Speed, flexibility, resilience, and energy are all attributes of youth. They will be needed to make the transition to extreme competition and must be built into the strategic and operational thinking of all vulnerable companies. The ability to cut through a world of information overload and uncertainty — in other words, foresight — will be among the most important requirements for the tasks ahead.
The list of companies that have failed in this respect may be longer than that of the successes, but executives can still take heart. Although the challenges are formidable and the pressures more intense than they were ten years ago, the freedom to act and the scope for new approaches are greater than ever. Let’s consider what companies need to do differently and why they must move quickly.
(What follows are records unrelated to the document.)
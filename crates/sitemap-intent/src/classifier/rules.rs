//! Ordered keyword dictionaries and the intent-category table.
//!
//! Every lookup is first-match-wins over declaration order. Two dictionaries
//! holding the same keywords in a different order may classify the same slug
//! differently; that ordering is part of the rule set.

use serde::{Deserialize, Serialize};

/// How a keyword matched.
#[derive(Debug, Clone, Copy, PartialEq, Eq)]
pub enum MatchKind {
    Exact,
    Stem,
}

/// A dictionary hit.
#[derive(Debug, Clone, PartialEq, Eq)]
pub struct KeywordMatch {
    pub tag: String,
    pub keyword: String,
    /// Index of the first matched token.
    pub position: usize,
    pub kind: MatchKind,
}

#[derive(Debug, Clone)]
struct Keyword {
    raw: String,
    words: Vec<String>,
    stems: Vec<String>,
    tag: String,
}

/// An ordered list of `(pattern, tag)` pairs.
///
/// A pattern is a keyword or a phrase (`reduce-noise`, `remove background`)
/// and matches consecutive slug tokens.
#[derive(Debug, Clone, Default)]
pub struct Dictionary {
    entries: Vec<Keyword>,
}

impl Dictionary {
    pub fn new() -> Self {
        Self::default()
    }

    /// Build from `(pattern, tag)` pairs, keeping their order.
    pub fn from_pairs<I, P, T>(pairs: I) -> Self
    where
        I: IntoIterator<Item = (P, T)>,
        P: AsRef<str>,
        T: Into<String>,
    {
        let mut dict = Self::new();
        for (pattern, tag) in pairs {
            dict.push(pattern.as_ref(), tag);
        }
        dict
    }

    /// Append an entry. Patterns that tokenize to nothing are ignored.
    pub fn push(&mut self, pattern: &str, tag: impl Into<String>) {
        let words = split_pattern(pattern);
        if words.is_empty() {
            return;
        }
        let stems = words.iter().map(|w| stem(w)).collect();
        self.entries.push(Keyword {
            raw: pattern.to_string(),
            words,
            stems,
            tag: tag.into(),
        });
    }

    pub fn len(&self) -> usize {
        self.entries.len()
    }

    pub fn is_empty(&self) -> bool {
        self.entries.is_empty()
    }

    /// Patterns tagged `tag`, other than the tag itself, in declaration order.
    pub fn keywords_for(&self, tag: &str) -> Vec<&str> {
        self.entries
            .iter()
            .filter(|e| e.tag == tag && e.raw != tag)
            .map(|e| e.raw.as_str())
            .collect()
    }

    /// Find the first entry, in declaration order, present in `tokens`.
    ///
    /// The exact pass runs over every entry before the stem pass starts, so a
    /// later exact keyword still beats an earlier stem-only match.
    pub fn lookup(&self, tokens: &[String], stemming: bool) -> Option<KeywordMatch> {
        for entry in &self.entries {
            if let Some(position) = find_run(tokens, &entry.words) {
                return Some(entry.hit(position, MatchKind::Exact));
            }
        }
        if !stemming {
            return None;
        }
        let stemmed: Vec<String> = tokens.iter().map(|t| stem(t)).collect();
        for entry in &self.entries {
            if let Some(position) = find_run(&stemmed, &entry.stems) {
                return Some(entry.hit(position, MatchKind::Stem));
            }
        }
        None
    }
}

impl Keyword {
    fn hit(&self, position: usize, kind: MatchKind) -> KeywordMatch {
        KeywordMatch {
            tag: self.tag.clone(),
            keyword: self.raw.clone(),
            position,
            kind,
        }
    }
}

/// Earliest index where `needle` occurs as a contiguous run of `haystack`.
fn find_run(haystack: &[String], needle: &[String]) -> Option<usize> {
    if needle.is_empty() || needle.len() > haystack.len() {
        return None;
    }
    haystack.windows(needle.len()).position(|w| w == needle)
}

fn split_pattern(pattern: &str) -> Vec<String> {
    pattern
        .split(|c: char| c.is_whitespace() || c == '-' || c == '_')
        .filter(|w| !w.is_empty())
        .map(str::to_lowercase)
        .collect()
}

/// Light suffix stripper: plural `s`, then the first matching common ending
/// when at least three characters would remain.
pub fn stem(token: &str) -> String {
    let mut word = token.to_lowercase();
    if word.ends_with('s') && !word.ends_with("ss") {
        word.pop();
    }
    const SUFFIXES: [&str; 9] = ["ing", "ed", "ment", "ness", "ers", "er", "able", "ible", "ion"];
    for suffix in SUFFIXES {
        if word.ends_with(suffix) && word.len() - suffix.len() > 2 {
            word.truncate(word.len() - suffix.len());
            return word;
        }
    }
    word
}

/// Where an intent category came from.
#[derive(Debug, Clone, Copy, PartialEq, Eq)]
pub enum IntentSource {
    Pair,
    ActionOnly,
    ObjectOnly,
    Derived,
}

/// One row of the intent table. A row with both sides set is a pair rule.
#[derive(Debug, Clone, PartialEq, Eq, Serialize, Deserialize)]
pub struct IntentRule {
    #[serde(default)]
    pub action: Option<String>,
    #[serde(default)]
    pub object: Option<String>,
    pub category: String,
}

/// Ordered `(action, object) -> category` lookup.
#[derive(Debug, Clone, Default)]
pub struct IntentTable {
    rules: Vec<IntentRule>,
    derive_fallback: bool,
}

impl IntentTable {
    pub fn new(rules: Vec<IntentRule>) -> Self {
        Self {
            rules,
            derive_fallback: false,
        }
    }

    /// Synthesize `action-object`, `action-general`, or `general-object` when
    /// no row matches.
    pub fn with_derive_fallback(mut self, enabled: bool) -> Self {
        self.derive_fallback = enabled;
        self
    }

    pub fn push_pair(&mut self, action: &str, object: &str, category: &str) {
        self.rules.push(IntentRule {
            action: Some(action.to_string()),
            object: Some(object.to_string()),
            category: category.to_string(),
        });
    }

    /// Look up a category. `None` for an unresolved side means `unknown`.
    ///
    /// Preference: pair rows, then action-only rows, then object-only rows.
    pub fn lookup(
        &self,
        action: Option<&str>,
        object: Option<&str>,
    ) -> Option<(String, IntentSource)> {
        if let (Some(a), Some(o)) = (action, object) {
            let pair = self.rules.iter().find(|r| {
                r.action.as_deref() == Some(a) && r.object.as_deref() == Some(o)
            });
            if let Some(rule) = pair {
                return Some((rule.category.clone(), IntentSource::Pair));
            }
        }
        if let Some(a) = action {
            let only = self
                .rules
                .iter()
                .find(|r| r.object.is_none() && r.action.as_deref() == Some(a));
            if let Some(rule) = only {
                return Some((rule.category.clone(), IntentSource::ActionOnly));
            }
        }
        if let Some(o) = object {
            let only = self
                .rules
                .iter()
                .find(|r| r.action.is_none() && r.object.as_deref() == Some(o));
            if let Some(rule) = only {
                return Some((rule.category.clone(), IntentSource::ObjectOnly));
            }
        }
        if !self.derive_fallback {
            return None;
        }
        let derived = match (action, object) {
            (Some(a), Some(o)) => format!("{a}-{o}"),
            (Some(a), None) => format!("{a}-general"),
            (None, Some(o)) => format!("general-{o}"),
            (None, None) => return None,
        };
        Some((derived, IntentSource::Derived))
    }
}

/// A dictionary entry as written in a config file: either a bare word that
/// tags itself, or an explicit keyword with its canonical tag.
#[derive(Debug, Clone, PartialEq, Eq, Serialize, Deserialize)]
#[serde(untagged)]
pub enum KeywordSpec {
    Word(String),
    Mapped { keyword: String, tag: String },
}

impl KeywordSpec {
    fn pair(&self) -> (&str, &str) {
        match self {
            KeywordSpec::Word(w) => (w, w),
            KeywordSpec::Mapped { keyword, tag } => (keyword, tag),
        }
    }
}

/// Serializable rule set: the three dictionaries plus the intent table.
#[derive(Debug, Clone, PartialEq, Eq, Serialize, Deserialize)]
#[serde(default)]
pub struct RuleSet {
    pub actions: Vec<KeywordSpec>,
    pub objects: Vec<KeywordSpec>,
    pub scenes: Vec<KeywordSpec>,
    pub intents: Vec<IntentRule>,
    pub derive_intent_fallback: bool,
    pub stemming: bool,
    /// Navigation and boilerplate tokens left out of `filtered_tokens` and
    /// `similar_keywords`.
    pub stopwords: Vec<String>,
}

impl Default for RuleSet {
    fn default() -> Self {
        let words = |list: &[&str]| -> Vec<KeywordSpec> {
            list.iter().map(|w| KeywordSpec::Word(w.to_string())).collect()
        };
        let mapped = |table: &[(&str, &[&str])]| -> Vec<KeywordSpec> {
            table
                .iter()
                .flat_map(|(tag, syns)| {
                    syns.iter().map(move |s| KeywordSpec::Mapped {
                        keyword: s.to_string(),
                        tag: tag.to_string(),
                    })
                })
                .collect()
        };

        let mut actions = words(DEFAULT_ACTIONS);
        actions.extend(mapped(ACTION_SYNONYMS));
        let mut objects = words(DEFAULT_OBJECTS);
        objects.extend(mapped(OBJECT_SYNONYMS));

        Self {
            actions,
            objects,
            scenes: mapped(DEFAULT_SCENES),
            intents: Vec::new(),
            derive_intent_fallback: true,
            stemming: true,
            stopwords: DEFAULT_STOPWORDS.iter().map(|w| w.to_string()).collect(),
        }
    }
}

impl RuleSet {
    pub fn action_dictionary(&self) -> Dictionary {
        Dictionary::from_pairs(self.actions.iter().map(KeywordSpec::pair))
    }

    pub fn object_dictionary(&self) -> Dictionary {
        Dictionary::from_pairs(self.objects.iter().map(KeywordSpec::pair))
    }

    pub fn scene_dictionary(&self) -> Dictionary {
        Dictionary::from_pairs(self.scenes.iter().map(KeywordSpec::pair))
    }

    pub fn intent_table(&self) -> IntentTable {
        IntentTable::new(self.intents.clone()).with_derive_fallback(self.derive_intent_fallback)
    }
}

const DEFAULT_ACTIONS: &[&str] = &[
    "enhance", "sharpen", "upscale", "denoise", "restore", "remove", "erase", "clean", "convert",
    "generate", "create", "compress", "blur", "unblur", "colorize", "fix", "repair", "replace",
    "fill",
];

const DEFAULT_OBJECTS: &[&str] = &[
    "image", "photo", "picture", "avatar", "headshot", "logo", "background", "watermark", "text",
    "pdf", "video", "gif", "resume", "document", "face", "noise", "blur", "meme", "poster",
    "banner",
];

/// Synonym → canonical action. Words already in `DEFAULT_ACTIONS` are left
/// out here: the base-word entry precedes these and always wins. `edit` has
/// no base entry, so it lists itself.
const ACTION_SYNONYMS: &[(&str, &[&str])] = &[
    ("unblur", &["deblur", "clarify", "clear"]),
    ("enhance", &["improve", "boost", "refine", "enhancement", "enhancer"]),
    ("upscale", &["enlarge", "increase-resolution", "rescale", "upscaler", "resize"]),
    ("remove", &["delete", "strip", "remover", "removal"]),
    ("denoise", &["reduce-noise", "clean-noise"]),
    ("restore", &["recover", "restoration"]),
    ("convert", &["transform", "turn-into", "converter", "change"]),
    ("generate", &["make", "produce", "generator", "creation", "maker"]),
    ("colorize", &["add-color", "recolor", "colour"]),
    ("blur", &["soften", "apply-blur", "blurred"]),
    ("fix", &["correct"]),
    ("sharpen", &["enhance-edges"]),
    ("compress", &["shrink", "reduce-size", "compression"]),
    ("edit", &["edit", "editor", "modify"]),
];

const OBJECT_SYNONYMS: &[(&str, &[&str])] = &[
    ("image", &["pic", "images", "pics", "jpg", "png"]),
    ("photo", &["photos"]),
    ("picture", &["pictures"]),
    ("video", &["clip", "footage", "movie", "videos", "clips", "mp4"]),
    ("text", &["copy", "txt", "word"]),
    ("audio", &["audio", "sound", "voice", "mp3", "wav", "speech"]),
    ("background", &["bg", "backdrop"]),
    ("noise", &["grain"]),
    ("watermark", &["stamp", "logo-mark"]),
    ("headshot", &["portrait", "selfie"]),
    ("logo", &["brand-mark", "icon"]),
    ("resume", &["cv", "curriculum-vitae"]),
];

const DEFAULT_STOPWORDS: &[&str] = &[
    "login", "log", "signin", "signup", "account", "profile", "dashboard", "pricing", "price",
    "prices", "plan", "plans", "faq", "help", "support", "contact", "blog", "blogs", "tag", "tags",
    "category", "categories", "news", "about", "docs", "doc", "documentation", "api", "developer",
    "developers", "status", "privacy", "policy", "terms", "changelog", "roadmap", "careers", "jobs",
    "download", "downloads", "guide", "guides", "tutorial", "tutorials", "template", "templates",
    "example", "examples", "sample", "samples", "home", "landing", "app", "apps", "www", "ai",
];

const DEFAULT_SCENES: &[(&str, &[&str])] = &[
    ("linkedin", &["linkedin"]),
    ("instagram", &["instagram", "insta"]),
    ("youtube", &["youtube", "thumbnail"]),
    ("tiktok", &["tiktok"]),
    ("ecommerce", &["ecommerce", "shopify", "amazon", "etsy", "product"]),
    ("passport", &["passport", "visa"]),
    ("wedding", &["wedding"]),
    ("real-estate", &["real-estate", "realestate", "property"]),
    ("print", &["print", "printing"]),
    ("presentation", &["presentation", "slides"]),
];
Retool Strategy and Restore Its Importance. Competitive strategy has taken a backseat at many companies during the past five years: first came e-commerce and then the downturn — neither conducive to longer — term planning. Now, however, the growing uncertainties created by converging supply-side pressures, together with the aggregation of industries and the shifting boundaries between them, demand a much more explicit and high-level strategic response.
In many companies, strategy means nothing more than a plan based largely on today’s markets, today’s product set, and today’s competitors and emphasizing the financial forecast. Such a strategy may successfully identify opportunities to capture the upside of the current business over the next few years but can rarely anticipate extreme competition, much less show how to reposition a business to face it. Effective strategy should steer companies toward where an industry is heading, not where it is today.
Corporate leaders should therefore challenge business units to move quickly and flexibly in new directions by creating a portfolio of response options rather than building incrementally on existing ones. Chief executives should intervene more regularly in conversations within business units and stretch the imagination and urgency of their leadership teams. A readiness to contemplate and execute extreme solutions must start with the CEO and the top team and then be integrated across all layers of the company.
Manage Transition Economics. The economics of the shift to extreme competition must focus on cost positions, productivity, and the relationship between prices and margins as well as how they should all change over time. The significance of transition economics derives from both the aggregation of markets and the increasing efficiency of market-clearing mechanisms; the pace and scope of industry change drive the timing.